I am not quite sure of the direction in which my work will take over the course of this project but I am excited to begin making work in response to my theory and contextual research.
I have been thinking about the idea of palimpsests, with visible traces of earlier writing and layers scratched into the surface of a wax tablet. I find it interesting to think about the traces of history left visible on the surface, building up over time.
I decided that I wanted to explore the destruction and appropriation of everyday objects and work within a series. I decided to use playing cards because they are something which I didn’t feel too precious about destroying and I was able to easily obtain a set. I scanned in the originals onto a computer to preserve a digital record of the card before and after I altered it. These methods of destroying/altering the readymade cards were quite systematic, I made a checklist of processes to follow. This links to the 1967 piece by Richard Serra, Verb List Compilation: Actions to Relate to Oneself, Serra used a series of verbs to act as actions to trigger him to make artworks. I am interested in works being process based and consequently often transient and preserved through documentation, e.g. photographs/ digital scanned images.
Overall I consider this series to be an experimental piece, exploring possible methods of destruction/alteration of everyday objects. I found that the strong graphic elements (e.g. images of the kings/queens) detracted from the destruction of the cards, as they were still easily recognisable as playing cards. I found when I sanded back the cards, peeled back layers, or used correction fluid to mask the suits, these were more successful. I enjoyed the results when the materiality of the cards were exposed, and some of the graphic symbolism was lost.
After my research into using destruction as a method of creating art, I decided to play around with everyday materials. I took so old magazines and altered these through ripping and building up layers and then stitching together as a form of repair. I found the outcomes interesting, although the glossy magazine format, colours, and graphics are not necessarily the focus of the works. I decided I was more interested in the materiality of the magazine, the fact that it is an ephemeral object, with a finite lifespan, so in a way, it has a sense of fragility. By machine stitching through the layers I actually ended up destroying some of the paper, ripping it and causing knots to form. I chose to stitch the paper, as in a way sewing causes damage by making many holes in a material, yet I was also considering stitching as a method of repair.
Theoretically, I feel that my ideas were actually stronger than the outcomes, but I have been inspired to work with more layers and materials in my work to give each surface a history of its own.

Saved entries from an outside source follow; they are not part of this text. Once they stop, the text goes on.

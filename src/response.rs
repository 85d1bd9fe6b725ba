//! Transport-facing response trait

use std::io::{self, Read};

/// Minimal response surface a transport adapter must provide.
///
/// Headers must be readable after being set: later handlers depend on
/// values earlier handlers wrote (the creation handler's `Location` is
/// read by the expiration and concatenation handlers on POST).
pub trait HttpResponse {
    fn set_status(&mut self, code: u16);
    fn set_header(&mut self, name: &str, value: &str);
    fn header(&self, name: &str) -> Option<String>;

    /// Stream a body into the response, returning the bytes copied.
    fn copy_body(&mut self, content: &mut dyn Read) -> io::Result<u64>;
}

I took part in a collaborative project with other students called Tearing up the Past and this involved taking old coloured images primarily of religious artworks from art magazines and altering them to create a new image. I experimented with quick methods to destroy and alter the images, for example, folding and cutting rectangles out. I ripped and rearranged the portrait to create a new image. I cut the image into slices and staggered these, creating a glitch-like image. This was a quick and experimental project, but I enjoyed being freely destructive to create new compositions.